In 2016, Shongwe-La Mer made the selection for the Berlinale Talents program of the prestigious Berlinale.  2017 brought the young director back to the festival for a third consecutive year of participance with a feature film in development selected for the "Berlinale Directors" category of the Co-Production Market (European Film Market ) with the screenplay for South African drama "The Color Of The Skull". The project was presented to top industry professionals as an alumni project. On numerous occasions the South African director has expressed a respect for the A-list festival.

Later that year Shongwe-La Mer had a third feature project selected for the Paris Co-Production Village at the 2017 Champs-Élysées Film Festival where he presented a third feature screenplay for project "The Sound Of Animals Fighting". That October, Variety (magazine) reported the feature will star Hollywood heartthrob Emile Hirsch and X-Men star Alice Braga shooting in Brazil and Johannesburg.

In 2018 Shongwe-La Mer participated in the prestigious Cannes Film Festival where he took his screenplay "Color Of The Skull" to l´Atelier de la Cinéfondation. Shongwe-La Mer took the top prize winning Le Prix ARTE International for most promising cinematic vision.

Early career

Sibs Shongwe-La Mer (born Sibusiso Mandla Shongwe) was born in Sandton in the Northern Suburbs of Johannesburg, South Africa on 11 September 1991. His visual art and cinema career began in his late teens after the untimely death of a high school girlfriend and other influential tragedies befell his social circle and resulted in the creation of various bodies of art and film exploring themes of suburbia malaise, depression and the new South African experience. First working as an independent music video director and rock n roll photographer for local acts, Shongwe-La Mer had his first notable international film festival exposure with self funded low-fi production "Territorial Pissings" that was screened as a work-in-progresses at the 70th Venice International Film Festival (La Biennale di Venezia) in 2013 with a copy of the work added to the festivals historical archives. At this time, Shongwe-La Mer was additional active as a visual artist & photographer, exhibiting works in his country of birth as well as various galleries around the world.

International Grants & Residencies

Film

Amsterdams Fonds voor de Kunst (Netherlands)- 3 Package Deal Recipient (2017-2018) 

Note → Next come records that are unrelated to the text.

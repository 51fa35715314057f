//! Interactive read-eval-print loop.

use std::io::IsTerminal;

use rustyline::error::ReadlineError;
use rustyline::DefaultEditor;

use crate::config::ShellConfig;
use crate::diagnostic::render_parse_error;
use crate::session::Session;

pub const BANNER: &str = "Lispy Version 0.0.0.0.1\nPress Ctrl+c to Exit\n";

const HELP: &str = "\
Enter an expression to evaluate it, e.g. `+ 1 (* 2 3)`.

Builtins: list head tail eval join + - * /
Commands:
  :help   Show this message
  :env    List bound symbols
  :quit   Exit (also Ctrl+c or Ctrl+d)";

/// What the loop should do with one line of input.
#[derive(Clone, Debug, PartialEq, Eq)]
pub enum Reply {
    /// Nothing to print.
    Skip,
    Print(String),
    Quit,
}

/// Handle one line: a shell command or an expression.
pub fn respond(session: &mut Session, line: &str, color: bool) -> Reply {
    let trimmed = line.trim();
    if trimmed.is_empty() {
        return Reply::Skip;
    }

    if let Some(command) = trimmed.strip_prefix(':') {
        return match command {
            "help" | "h" | "?" => Reply::Print(HELP.to_string()),
            "env" => Reply::Print(
                session
                    .environment()
                    .names()
                    .collect::<Vec<_>>()
                    .join(" "),
            ),
            "quit" | "q" => Reply::Quit,
            _ => Reply::Print(format!("unknown command ':{command}' (try :help)")),
        };
    }

    match session.eval_line(line) {
        Ok(value) => Reply::Print(value.to_string()),
        Err(err) => Reply::Print(render_parse_error(line, &err, color)),
    }
}

/// Run the REPL on the terminal until the user quits.
///
/// History lives only as long as the loop; nothing is written to disk.
pub fn run_repl(session: &mut Session, config: &ShellConfig) -> rustyline::Result<()> {
    let mut editor = DefaultEditor::new()?;
    let color = std::io::stdout().is_terminal();

    if config.banner {
        println!("{BANNER}");
    }

    loop {
        let line = match editor.readline(&config.prompt) {
            Ok(line) => line,
            Err(ReadlineError::Interrupted | ReadlineError::Eof) => break,
            Err(err) => return Err(err),
        };

        if !line.trim().is_empty() {
            editor.add_history_entry(line.as_str())?;
        }

        match respond(session, &line, color) {
            Reply::Skip => {}
            Reply::Print(text) => println!("{text}"),
            Reply::Quit => break,
        }
    }

    tracing::debug!("repl exited");
    Ok(())
}

#[cfg(test)]
mod tests;
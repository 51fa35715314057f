//! Command-line configuration.

use std::fmt::Write as _;

pub const USAGE: &str = "\
Usage: lispyc [options]

Options:
  -e, --eval <expr>   Evaluate <expr>, print the result and exit
  --no-banner         Start the REPL without the banner
  --prompt <text>     REPL prompt (default: \"lispy> \")
  --log-tree          Log as an indented span tree (with RUST_LOG set)
  -h, --help          Show this help
  -V, --version       Show the version

Logging is enabled by setting RUST_LOG, e.g. RUST_LOG=lispy_eval=debug.";

pub const DEFAULT_PROMPT: &str = "lispy> ";

/// What the command line asked for.
#[derive(Clone, Debug, PartialEq, Eq)]
pub enum Command {
    Run(ShellConfig),
    Help,
    Version,
}

/// Options for a shell run.
#[derive(Clone, Debug, PartialEq, Eq)]
pub struct ShellConfig {
    /// Evaluate this once and exit instead of starting the REPL.
    pub eval: Option<String>,
    pub banner: bool,
    pub prompt: String,
    /// Use the hierarchical log layer.
    pub log_tree: bool,
}

impl Default for ShellConfig {
    fn default() -> Self {
        ShellConfig {
            eval: None,
            banner: true,
            prompt: DEFAULT_PROMPT.to_string(),
            log_tree: false,
        }
    }
}

#[derive(Clone, Debug, PartialEq, Eq, thiserror::Error)]
pub enum ConfigError {
    #[error("missing value for '{flag}'")]
    MissingValue { flag: String },

    #[error("unknown option '{arg}'")]
    UnknownOption { arg: String },
}

impl ShellConfig {
    /// Parse arguments, not including the program name.
    ///
    /// Options taking a value accept both `--flag value` and `--flag=value`.
    /// `--help` and `--version` win over everything after them.
    pub fn from_args<I>(args: I) -> Result<Command, ConfigError>
    where
        I: IntoIterator<Item = String>,
    {
        let mut config = ShellConfig::default();
        let mut args = args.into_iter();

        while let Some(arg) = args.next() {
            let (flag, inline) = match arg.split_once('=') {
                Some((flag, value)) if flag.starts_with("--") => (flag, Some(value.to_string())),
                _ => (arg.as_str(), None),
            };

            match flag {
                "-h" | "--help" => return Ok(Command::Help),
                "-V" | "--version" => return Ok(Command::Version),
                "--no-banner" => config.banner = false,
                "--log-tree" => config.log_tree = true,
                "-e" | "--eval" => config.eval = Some(take_value(flag, inline, &mut args)?),
                "--prompt" => config.prompt = take_value(flag, inline, &mut args)?,
                _ => {
                    return Err(ConfigError::UnknownOption { arg: arg.clone() });
                }
            }
        }

        Ok(Command::Run(config))
    }

    /// One-line summary for the startup log.
    pub fn describe(&self) -> String {
        let mut out = String::from(if self.eval.is_some() { "eval" } else { "repl" });
        if !self.banner {
            out.push_str(" no-banner");
        }
        if self.log_tree {
            out.push_str(" log-tree");
        }
        if self.prompt != DEFAULT_PROMPT {
            let _ = write!(out, " prompt={:?}", self.prompt);
        }
        out
    }
}

fn take_value(
    flag: &str,
    inline: Option<String>,
    rest: &mut impl Iterator<Item = String>,
) -> Result<String, ConfigError> {
    inline
        .or_else(|| rest.next())
        .ok_or_else(|| ConfigError::MissingValue {
            flag: flag.to_string(),
        })
}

This tttsuccessful programme from the AFK and Bureau Broedplaatsen (BBp) in association with 35 renowned Amsterdam arts institutions is now considered an example of best practices in the field of talent development.  The aim of the 3Package Deal is to encourage and assist exceptional global talent from various disciplines who are awarded working space and a development budget (€22,500). Moreover, each artistic discipline allows coalitions, which now fifty renowned Amsterdam (Art) participating institutions. These institutions take a long year the selection and supervision of the promising artists themselves and their network, knowledge and stages open to them.

Sibs Shongwe-La Mer was selected as one of two global filmmakers as part of the Film Coalition made up of EYEEYE Film Institute Netherlands, the Netherlands Film Academy, the Binger Filmlab and IDFA (film festival). Halal, the Amsterdam producer, has also entered into a creative alliance with this talented young filmmaker. In the coming year, Sibs Shongwe-La Mer plans to develop a second full-length film in collaboration with this producer, and with the support of the Film Coalition. In addition, he will try to promote a closer cooperation between young Dutch and South African filmmakers.

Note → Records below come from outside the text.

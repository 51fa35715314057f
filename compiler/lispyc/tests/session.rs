//! Full-pipeline tests through the shell's `Session`.

#![allow(clippy::unwrap_used, clippy::expect_used, reason = "Tests can panic")]

use lispy_eval::Value;
use lispyc::{respond, Reply, Session};
use pretty_assertions::assert_eq;

/// Feed `lines` to one session and collect what would be printed.
fn transcript(lines: &[&str]) -> Vec<String> {
    let mut session = Session::new();
    lines
        .iter()
        .filter_map(|line| match respond(&mut session, line, false) {
            Reply::Print(text) => Some(text),
            Reply::Skip | Reply::Quit => None,
        })
        .collect()
}

#[test]
fn test_classic_session() {
    assert_eq!(
        transcript(&[
            "+ 5 6",
            "- (* 10 10) (+ 1 1 1)",
            "",
            "list 1 2 3 4",
            "{head (list 1 2 3 4)}",
            "eval {head (list 1 2 3 4)}",
            "tail {tail tail tail}",
            "eval (tail {tail tail {5 6 7}})",
            "eval (head {(+ 1 2) (+ 10 20)})",
        ]),
        vec![
            "11",
            "97",
            "{1 2 3 4}",
            "{head (list 1 2 3 4)}",
            "{1}",
            "{tail tail}",
            "{6 7}",
            "3",
        ]
    );
}

#[test]
fn test_errors_do_not_end_the_session() {
    assert_eq!(
        transcript(&["/ 10 0", "x", "(1 2)", "+ 1 1"]),
        vec![
            "Error: division by zero",
            "Error: unbound symbol: x",
            "Error: S-expression does not start with a function",
            "2",
        ]
    );
}

#[test]
fn test_parse_error_then_recovery() {
    let mut session = Session::new();
    assert!(session.eval_line("{1 2").is_err());
    assert_eq!(session.eval_line("join {1} {2}").unwrap().to_string(), "{1 2}");
}

#[test]
fn test_documented_properties() {
    let mut session = Session::new();
    let mut run = |line: &str| session.eval_line(line).unwrap();

    assert_eq!(run("(+ 1 2 3)"), Value::Number(6));
    assert_eq!(run("(/ 10 2)"), Value::Number(5));
    assert_eq!(run("(- 5)"), Value::Number(-5));
    assert_eq!(run("list 1 2 3").to_string(), "{1 2 3}");
    assert_eq!(run("eval {+ 1 2}"), Value::Number(3));
    assert_eq!(run("(+ 1 (/ 1 0) 3)").to_string(), "Error: division by zero");
    assert_eq!(run("foo").to_string(), "Error: unbound symbol: foo");
    assert_eq!(run("()").to_string(), "()");
    assert_eq!(run("(5)"), Value::Number(5));
}

#[test]
fn test_deep_nesting_through_session() {
    let depth = 10_000;
    let source = format!("{}{{}}{}", "(".repeat(depth), ")".repeat(depth));
    let mut session = Session::new();
    assert_eq!(session.eval_line(&source).unwrap(), Value::empty_qexpr());
}
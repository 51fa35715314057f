//! Evaluation errors.
//!
//! An [`EvalError`] is the payload of `Value::Error`: a first-class value
//! that flows through the evaluator like any other, not a control-flow
//! exception. `EvalErrorKind` gives each failure a typed category so callers
//! can match on it; the factory functions below are the only way errors are
//! built, so `kind` and `message` always agree.

use std::fmt;

use crate::value::Value;

/// Result type used inside builtins before the error is folded into a value.
pub type EvalResult = Result<Value, EvalError>;

/// Expected argument count of a builtin.
#[derive(Clone, Copy, Debug, PartialEq, Eq)]
pub enum Arity {
    Exactly(usize),
    AtLeast(usize),
}

impl fmt::Display for Arity {
    fn fmt(&self, f: &mut fmt::Formatter<'_>) -> fmt::Result {
        let (prefix, n) = match *self {
            Arity::Exactly(n) => ("", n),
            Arity::AtLeast(n) => ("at least ", n),
        };
        let word = if n == 1 { "argument" } else { "arguments" };
        write!(f, "{prefix}{n} {word}")
    }
}

/// Typed error category.
#[derive(Clone, Debug, PartialEq, Eq)]
pub enum EvalErrorKind {
    // Reading
    /// Numeric literal outside the `i64` range.
    BadNumber { literal: String },
    /// Parse-tree node the reader has no rule for.
    UnknownNode { tag: String },

    // Lookup
    UnboundSymbol { name: String },

    // Application
    TypeMismatch {
        function: &'static str,
        expected: &'static str,
        got: &'static str,
    },
    ArityMismatch {
        function: &'static str,
        expected: Arity,
        got: usize,
    },
    /// `head`/`tail` of `{}`.
    EmptyContainer { function: &'static str },
    /// S-expression whose evaluated head is not a function.
    MalformedExpression { got: &'static str },

    // Arithmetic
    DivisionByZero,
    IntegerOverflow { operation: &'static str },
}

impl fmt::Display for EvalErrorKind {
    fn fmt(&self, f: &mut fmt::Formatter<'_>) -> fmt::Result {
        match self {
            Self::BadNumber { .. } => write!(f, "invalid number"),
            Self::UnknownNode { tag } => write!(f, "unrecognized syntax node: {tag}"),
            Self::UnboundSymbol { name } => write!(f, "unbound symbol: {name}"),
            Self::TypeMismatch {
                function,
                expected,
                got,
            } => write!(
                f,
                "function '{function}' passed incorrect type: expected {expected}, got {got}"
            ),
            Self::ArityMismatch {
                function,
                expected,
                got,
            } => write!(f, "function '{function}' expects {expected}, got {got}"),
            Self::EmptyContainer { function } => write!(f, "function '{function}' passed {{}}"),
            Self::MalformedExpression { .. } => {
                write!(f, "S-expression does not start with a function")
            }
            Self::DivisionByZero => write!(f, "division by zero"),
            Self::IntegerOverflow { operation } => write!(f, "integer overflow in {operation}"),
        }
    }
}

/// Evaluation error carried by `Value::Error`.
#[derive(Clone, Debug, PartialEq, Eq)]
pub struct EvalError {
    /// Structured category.
    pub kind: EvalErrorKind,
    /// Human-readable message; equals `kind.to_string()`.
    pub message: String,
}

impl EvalError {
    fn from_kind(kind: EvalErrorKind) -> Self {
        let message = kind.to_string();
        EvalError { kind, message }
    }
}

impl fmt::Display for EvalError {
    fn fmt(&self, f: &mut fmt::Formatter<'_>) -> fmt::Result {
        f.write_str(&self.message)
    }
}

impl std::error::Error for EvalError {}

impl From<EvalError> for Value {
    fn from(err: EvalError) -> Self {
        Value::Error(err)
    }
}

// Reading Errors

/// Numeric literal does not fit in an `i64`.
#[cold]
pub fn bad_number(literal: &str) -> EvalError {
    EvalError::from_kind(EvalErrorKind::BadNumber {
        literal: literal.to_string(),
    })
}

/// Parse-tree node with an unrecognized tag.
#[cold]
pub fn unknown_node(tag: &str) -> EvalError {
    EvalError::from_kind(EvalErrorKind::UnknownNode {
        tag: tag.to_string(),
    })
}

// Lookup Errors

/// Symbol with no binding in the environment.
#[cold]
pub fn unbound_symbol(name: &str) -> EvalError {
    EvalError::from_kind(EvalErrorKind::UnboundSymbol {
        name: name.to_string(),
    })
}

// Application Errors

/// Argument of the wrong type.
#[cold]
pub fn type_mismatch(function: &'static str, expected: &'static str, got: &'static str) -> EvalError {
    EvalError::from_kind(EvalErrorKind::TypeMismatch {
        function,
        expected,
        got,
    })
}

/// Wrong number of arguments.
#[cold]
pub fn wrong_arg_count(function: &'static str, expected: Arity, got: usize) -> EvalError {
    EvalError::from_kind(EvalErrorKind::ArityMismatch {
        function,
        expected,
        got,
    })
}

/// `head`/`tail` applied to an empty q-expression.
#[cold]
pub fn empty_container(function: &'static str) -> EvalError {
    EvalError::from_kind(EvalErrorKind::EmptyContainer { function })
}

/// S-expression headed by something other than a function.
#[cold]
pub fn malformed_expression(got: &'static str) -> EvalError {
    EvalError::from_kind(EvalErrorKind::MalformedExpression { got })
}

// Arithmetic Errors

/// Division by zero error.
#[cold]
pub fn division_by_zero() -> EvalError {
    EvalError::from_kind(EvalErrorKind::DivisionByZero)
}

/// Result outside the `i64` range.
#[cold]
pub fn integer_overflow(operation: &'static str) -> EvalError {
    EvalError::from_kind(EvalErrorKind::IntegerOverflow { operation })
}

Berlinale (Germany)-  Berlinale Talents (2016) 

Berlinale Talent Campus is the annual summit and networking platform of the Berlin International Film Festival for 250 outstanding creatives from the fields of film and drama series.
Berlinale Talents is an initiative of the Berlin International Film Festival, a business division of the Kulturveranstaltungen des Bundes in Berlin GmbH, funded by the Federal Government Commissioner for Culture and the Media, in cooperation with Creative Europe MEDIA, a programme of the European Union, the Robert Bosch Stiftung and Medienboard Berlin-Brandenburg. It was initiated in 2003. In addition to the extensive summit programme of master classes and panel discussions with top-notch experts, Berlinale Talents offers a range of Project Labs in which you can further develop and present your own project. Berlinale Talents also provides Studio programmes and workshops for specific groups of film professionals. As an initiative of the Berlin International Film Festival, the entire event is closely linked with the programmes of the festival sections and the European Film Market.
Shongwe-La Mer was selected for the 2016 edition of talents although could not be in attendance.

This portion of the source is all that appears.